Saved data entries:
· · ·

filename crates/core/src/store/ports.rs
//! Port interface for local record storage

use std::collections::BTreeMap;

use async_trait::async_trait;
use policydesk_domain::{Record, Result, Table};
use serde_json::Value;

/// Full contents for a set of tables, used by pull-refresh.
pub type TableSnapshot = BTreeMap<Table, Vec<Record>>;

/// Durable, indexed record storage keyed by `(table, id)`.
///
/// Records use local field names. Implementations never fire hooks; that is
/// the job of [`super::LocalStore`].
#[async_trait]
pub trait RecordStore: Send + Sync {
    /// Insert a new record. Fails with `Conflict` when the id exists.
    async fn insert(&self, table: Table, record: Record) -> Result<()>;

    /// Merge `changes` into an existing record and return the merged record.
    /// Fails with `NotFound` when the id does not exist.
    async fn update(&self, table: Table, id: &str, changes: Record) -> Result<Record>;

    /// Delete by id; returns whether a record existed.
    async fn delete(&self, table: Table, id: &str) -> Result<bool>;

    async fn get(&self, table: Table, id: &str) -> Result<Option<Record>>;

    /// Every record of a table, ordered by id.
    async fn all(&self, table: Table) -> Result<Vec<Record>>;

    /// Records whose indexed `field` equals `value`, ordered by id.
    async fn find_by(&self, table: Table, field: &str, value: &Value) -> Result<Vec<Record>>;

    async fn count(&self, table: Table) -> Result<usize>;

    /// Clear every table in `snapshot` and insert its rows, atomically.
    ///
    /// Either all listed tables end up with exactly the snapshot rows or
    /// nothing changes.
    async fn replace_all(&self, snapshot: TableSnapshot) -> Result<()>;
}
//! Periodic and on-demand sync passes.
//!
//! The scheduler owns one background task that calls
//! [`SyncOrchestrator::sync`] every `interval` and whenever [`trigger`] is
//! called (reconnect, user request). Triggers that arrive while a pass is
//! running collapse into a single follow-up pass. A pass that finds another
//! pass running is skipped by the orchestrator itself.
//!
//! [`trigger`]: SyncScheduler::trigger

use std::sync::Arc;
use std::time::{Duration, Instant};

use policydesk_core::{SyncOrchestrator, SyncOutcome};
use policydesk_domain::SyncConfig;
use tokio::sync::{Mutex, Notify};
use tokio::task::JoinHandle;
use tokio::time::MissedTickBehavior;
use tokio_util::sync::CancellationToken;
use tracing::{debug, info, instrument, warn};

use crate::scheduling::error::{SchedulerError, SchedulerResult};

type TaskHandle = Arc<Mutex<Option<JoinHandle<()>>>>;

/// Configuration for [`SyncScheduler`]
#[derive(Debug, Clone)]
pub struct SyncSchedulerConfig {
    pub interval: Duration,
    /// Run a pass as soon as the scheduler starts.
    pub run_on_start: bool,
    /// Upper bound for waiting on the background task in `stop`.
    pub join_timeout: Duration,
}

impl Default for SyncSchedulerConfig {
    fn default() -> Self {
        Self::from(&SyncConfig::default())
    }
}

impl From<&SyncConfig> for SyncSchedulerConfig {
    fn from(config: &SyncConfig) -> Self {
        Self {
            interval: config.interval().max(Duration::from_secs(1)),
            run_on_start: true,
            join_timeout: Duration::from_secs(5),
        }
    }
}

pub struct SyncScheduler {
    orchestrator: Arc<SyncOrchestrator>,
    config: SyncSchedulerConfig,
    wakeup: Arc<Notify>,
    cancellation_token: CancellationToken,
    task_handle: TaskHandle,
}

impl SyncScheduler {
    pub fn new(orchestrator: Arc<SyncOrchestrator>, config: SyncSchedulerConfig) -> Self {
        Self {
            orchestrator,
            config,
            wakeup: Arc::new(Notify::new()),
            cancellation_token: CancellationToken::new(),
            task_handle: Arc::new(Mutex::new(None)),
        }
    }

    /// Spawn the background loop.
    #[instrument(skip(self))]
    pub async fn start(&mut self) -> SchedulerResult<()> {
        if self.is_running() {
            return Err(SchedulerError::AlreadyRunning);
        }

        // Fresh token so the scheduler can be restarted after `stop`.
        self.cancellation_token = CancellationToken::new();

        let orchestrator = Arc::clone(&self.orchestrator);
        let wakeup = Arc::clone(&self.wakeup);
        let config = self.config.clone();
        let cancel = self.cancellation_token.clone();

        let handle = tokio::spawn(async move {
            Self::sync_loop(orchestrator, wakeup, config, cancel).await;
        });
        *self.task_handle.lock().await = Some(handle);

        info!(interval_secs = self.config.interval.as_secs(), "sync scheduler started");
        Ok(())
    }

    /// Cancel the loop and wait (bounded) for it to finish.
    ///
    /// A pass in progress is abandoned at its next await point; the
    /// orchestrator's guard resets its state and a queue drain already under
    /// way finishes on its own task.
    #[instrument(skip(self))]
    pub async fn stop(&mut self) -> SchedulerResult<()> {
        if !self.is_running() {
            return Err(SchedulerError::NotRunning);
        }

        self.cancellation_token.cancel();

        if let Some(handle) = self.task_handle.lock().await.take() {
            let join_timeout = self.config.join_timeout;
            tokio::time::timeout(join_timeout, handle)
                .await
                .map_err(|_| SchedulerError::Timeout(join_timeout))??;
        }

        info!("sync scheduler stopped");
        Ok(())
    }

    /// Request a pass now. Coalesces with other pending requests.
    pub fn trigger(&self) {
        debug!("sync pass requested");
        self.wakeup.notify_one();
    }

    pub fn is_running(&self) -> bool {
        self.task_handle
            .try_lock()
            .ok()
            .and_then(|guard| guard.as_ref().map(|h| !h.is_finished()))
            .unwrap_or(false)
    }

    async fn sync_loop(
        orchestrator: Arc<SyncOrchestrator>,
        wakeup: Arc<Notify>,
        config: SyncSchedulerConfig,
        cancel: CancellationToken,
    ) {
        let first_tick = if config.run_on_start {
            tokio::time::Instant::now()
        } else {
            tokio::time::Instant::now() + config.interval
        };
        let mut ticker = tokio::time::interval_at(first_tick, config.interval);
        ticker.set_missed_tick_behavior(MissedTickBehavior::Delay);

        loop {
            tokio::select! {
                () = cancel.cancelled() => {
                    debug!("sync loop cancelled");
                    break;
                }
                _ = ticker.tick() => {
                    Self::run_pass(&orchestrator, "interval", &cancel).await;
                }
                () = wakeup.notified() => {
                    Self::run_pass(&orchestrator, "trigger", &cancel).await;
                    ticker.reset();
                }
            }
        }
    }

    async fn run_pass(
        orchestrator: &SyncOrchestrator,
        cause: &'static str,
        cancel: &CancellationToken,
    ) {
        let started = Instant::now();
        let outcome = tokio::select! {
            () = cancel.cancelled() => {
                debug!(cause, "sync pass abandoned on shutdown");
                return;
            }
            outcome = orchestrator.sync() => outcome,
        };
        match outcome {
            Ok(SyncOutcome::Completed(report)) => info!(
                cause,
                rows_pulled = report.rows_pulled(),
                duration_ms = u64::try_from(started.elapsed().as_millis()).unwrap_or(u64::MAX),
                "scheduled sync completed"
            ),
            Ok(SyncOutcome::Skipped) => debug!(cause, "sync already running; pass skipped"),
            Err(err) => warn!(cause, error = %err, "scheduled sync failed"),
        }
    }
}

impl Drop for SyncScheduler {
    fn drop(&mut self) {
        if !self.cancellation_token.is_cancelled() && self.is_running() {
            warn!("SyncScheduler dropped while running; cancelling");
        }
        self.cancellation_token.cancel();
    }
}
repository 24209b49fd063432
//! Health check command for status displays

use crate::context::AppContext;
use crate::utils::health::HealthStatus;

/// Get application health status
///
/// # Example Response
/// ```json
/// {
///   "is_healthy": true,
///   "score": 1.0,
///   "message": null,
///   "components": [
///     { "name": "database", "is_healthy": true, "message": "1/8 connections open, 42 acquired, 0 timeouts, 0 errors, avg wait 0ms" },
///     { "name": "remote_store", "is_healthy": true, "message": null },
///     { "name": "offline_queue", "is_healthy": true, "message": "0 pending, 0 dead-lettered" }
///   ],
///   "timestamp": 1698765432
/// }
/// ```
pub async fn get_app_health(context: &AppContext) -> HealthStatus {
    context.health_check().await
}
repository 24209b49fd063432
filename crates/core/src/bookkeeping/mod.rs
//! Customer, vehicle and policy bookkeeping on top of the local store.

pub mod access;
pub mod renewals;
pub mod service;

pub use access::{require_staff, Visibility};
pub use renewals::upcoming_renewals;
pub use service::{BookkeepingService, CustomerSummary};
//! Scheduler error types

use std::time::Duration;

use policydesk_domain::PolicyDeskError;
use thiserror::Error;

use crate::errors::InfraError;

/// Scheduler lifecycle errors
#[derive(Debug, Error)]
pub enum SchedulerError {
    #[error("scheduler already running")]
    AlreadyRunning,

    #[error("scheduler not running")]
    NotRunning,

    /// The background task did not finish within the join bound.
    #[error("scheduler did not stop within {0:?}")]
    Timeout(Duration),

    #[error("scheduler task join failed: {0}")]
    TaskJoinFailed(String),
}

impl From<SchedulerError> for InfraError {
    fn from(err: SchedulerError) -> Self {
        let domain_err = match err {
            SchedulerError::AlreadyRunning | SchedulerError::NotRunning => {
                PolicyDeskError::InvalidInput(err.to_string())
            }
            _ => PolicyDeskError::Internal(err.to_string()),
        };
        InfraError(domain_err)
    }
}

impl From<SchedulerError> for PolicyDeskError {
    fn from(err: SchedulerError) -> Self {
        InfraError::from(err).into()
    }
}

impl From<tokio::task::JoinError> for SchedulerError {
    fn from(err: tokio::task::JoinError) -> Self {
        Self::TaskJoinFailed(err.to_string())
    }
}

pub type SchedulerResult<T> = Result<T, SchedulerError>;
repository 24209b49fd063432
//! Natural-language questions over policy data.

pub mod ports;
pub mod service;

pub use ports::TextAnalyzer;
pub use service::{build_prompt, digest_policies, PolicyAnalytics, PolicyDigest};
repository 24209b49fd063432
//! Configuration loading and management
//!
//! This module provides utilities for loading application configuration
//! from environment variables and files.

pub mod loader;

// Re-export commonly used items
pub use loader::{load, load_from_env, load_from_file, probe_config_paths, validate};
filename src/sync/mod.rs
//! Lock / wait / notify bookkeeping.
//!
//! The kernel's only mutual-exclusion primitive. Each shared resource is
//! named by a [`ResourceId`]; the runtime keeps a side table from id to
//! [`LockRecord`], created lazily on first use. The resource never owns
//! its record.
//!
//! This module is pure state: it decides who holds what and who is
//! queued. Parking and waking workers is done by the runtime, which turns
//! every hand-off returned from here into a `Notify` task.
//!
//! | Sub-module | Contents |
//! |---|---|
//! | [`resource`] | [`ResourceId`] newtype |
//! | [`record`] | [`LockRecord`], [`LockTable`], [`LockInfo`] |

pub mod record;
pub mod resource;

pub use record::{Acquire, LockInfo, LockRecord, LockTable, Pending, Release};
pub use resource::ResourceId;
/// Ordered-map event queue.
///
/// A `BTreeMap` from time key to a FIFO chain of same-time values.
/// Insert and remove are O(log n); ordering is exact and no resampling
/// ever happens, which is why the scheduler uses it for the waiting
/// queue by default.

use std::collections::{BTreeMap, VecDeque};

use super::{EventQueue, QueueBackend};
use crate::time::SimTime;

/// Balanced-tree backend for [`EventQueue`].
#[derive(Debug, Clone)]
pub struct TreeQueue<T> {
    /// Same-key entries chain in insertion order.
    chains: BTreeMap<SimTime, VecDeque<T>>,

    /// Total number of entries across all chains.
    len: usize,
}

impl<T> TreeQueue<T> {
    /// Create a new, empty queue.
    pub fn new() -> Self {
        TreeQueue {
            chains: BTreeMap::new(),
            len: 0,
        }
    }

    /// Number of distinct keys currently stored.
    pub fn distinct_keys(&self) -> usize {
        self.chains.len()
    }
}

impl<T> Default for TreeQueue<T> {
    fn default() -> Self {
        Self::new()
    }
}

impl<T: Send> EventQueue<T> for TreeQueue<T> {
    fn enqueue(&mut self, key: f64, value: T) {
        debug_assert!(key.is_finite(), "non-finite queue key {}", key);
        self.chains
            .entry(SimTime::from_key(key))
            .or_default()
            .push_back(value);
        self.len += 1;
    }

    fn dequeue_min(&mut self) -> Option<(f64, T)> {
        let mut first = self.chains.first_entry()?;
        let key = first.key().value();
        let value = first.get_mut().pop_front();
        if first.get().is_empty() {
            first.remove();
        }
        let value = value?;
        self.len -= 1;
        Some((key, value))
    }

    fn peek_min_key(&self) -> Option<f64> {
        self.chains.keys().next().map(|k| k.value())
    }

    fn remove(&mut self, key: f64, matches: &mut dyn FnMut(&T) -> bool) -> Option<T> {
        let slot = SimTime::from_key(key);
        let chain = self.chains.get_mut(&slot)?;
        let pos = chain.iter().position(|v| matches(v))?;
        let value = chain.remove(pos)?;
        if chain.is_empty() {
            self.chains.remove(&slot);
        }
        self.len -= 1;
        Some(value)
    }

    fn len(&self) -> usize {
        self.len
    }

    fn clear(&mut self) {
        self.chains.clear();
        self.len = 0;
    }

    fn backend(&self) -> QueueBackend {
        QueueBackend::Tree
    }

    /// Whole-chain transfer: the earliest key's chain is already in FIFO
    /// order, so it moves out in one map operation.
    fn drain_min(&mut self) -> Vec<(f64, T)> {
        match self.chains.pop_first() {
            Some((key, chain)) => {
                self.len -= chain.len();
                let key = key.value();
                chain.into_iter().map(|v| (key, v)).collect()
            }
            None => Vec::new(),
        }
    }
}
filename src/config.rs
//! Runtime configuration.
//!
//! Plain data with defaults and chained `with_*` setters. Nothing here is
//! read from files or the environment; callers build a value in code.

use std::time::Duration;

use crate::queue::QueueBackend;

/// Which per-event `trace!` records the runtime emits.
///
/// These gate only the high-volume records; state transitions, faults and
/// timeouts are always logged at their own level.
#[derive(Debug, Clone, Copy, PartialEq, Eq, Default)]
#[cfg_attr(feature = "serialize", derive(serde::Serialize, serde::Deserialize))]
pub struct TraceConfig {
    /// Task submission, dispatch and cancellation.
    pub tasks: bool,
    /// Worker claim, park and resume.
    pub workers: bool,
    /// Lock hand-offs, waits and notifications.
    pub locks: bool,
}

impl TraceConfig {
    /// Everything on.
    pub fn all() -> Self {
        TraceConfig {
            tasks: true,
            workers: true,
            locks: true,
        }
    }
}

/// Configuration for a [`Runtime`](crate::Runtime).
#[derive(Debug, Clone, PartialEq, Eq)]
#[cfg_attr(feature = "serialize", derive(serde::Serialize, serde::Deserialize))]
pub struct RuntimeConfig {
    /// Prefix for worker thread names (`{name}-worker-{id}`).
    pub name: String,
    /// Backend for the waiting queue of future tasks.
    pub waiting_queue: QueueBackend,
    /// How many times `stop(true)`, `reset` and `wait_quiescent` re-check
    /// before giving up.
    pub quiesce_retries: u32,
    /// How long each re-check waits.
    pub quiesce_interval: Duration,
    /// Start in `Suspended` so tasks can be staged before anything runs.
    pub start_suspended: bool,
    /// Stack size for worker threads; `None` uses the platform default.
    pub worker_stack_size: Option<usize>,
    /// How many recent task faults `Runtime::faults` keeps. The fault
    /// counter in the stats is not capped.
    pub fault_log_limit: usize,
    pub trace: TraceConfig,
}

impl RuntimeConfig {
    /// Set the thread name prefix.
    pub fn with_name(mut self, name: impl Into<String>) -> Self {
        self.name = name.into();
        self
    }

    /// Select the waiting-queue backend.
    pub fn with_waiting_queue(mut self, backend: QueueBackend) -> Self {
        self.waiting_queue = backend;
        self
    }

    /// Set the quiescence retry budget.
    pub fn with_quiescence(mut self, retries: u32, interval: Duration) -> Self {
        self.quiesce_retries = retries;
        self.quiesce_interval = interval;
        self
    }

    /// Start suspended (or not).
    pub fn with_start_suspended(mut self, suspended: bool) -> Self {
        self.start_suspended = suspended;
        self
    }

    /// Set the worker thread stack size.
    pub fn with_worker_stack_size(mut self, bytes: usize) -> Self {
        self.worker_stack_size = Some(bytes);
        self
    }

    /// Keep at most `limit` faults in the fault log.
    pub fn with_fault_log_limit(mut self, limit: usize) -> Self {
        self.fault_log_limit = limit;
        self
    }

    /// Set the trace switches.
    pub fn with_trace(mut self, trace: TraceConfig) -> Self {
        self.trace = trace;
        self
    }

    /// Total time a bounded wait may take.
    pub fn quiescence_budget(&self) -> Duration {
        self.quiesce_interval * self.quiesce_retries.max(1)
    }
}

impl Default for RuntimeConfig {
    fn default() -> Self {
        RuntimeConfig {
            name: "desk".to_string(),
            waiting_queue: QueueBackend::Tree,
            quiesce_retries: 20,
            quiesce_interval: Duration::from_millis(50),
            start_suspended: false,
            worker_stack_size: None,
            fault_log_limit: 256,
            trace: TraceConfig::default(),
        }
    }
}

· · ·

What is being asked
Please give the number of lines in the data above that include the string "Mutex", and nothing else.

Answer section
3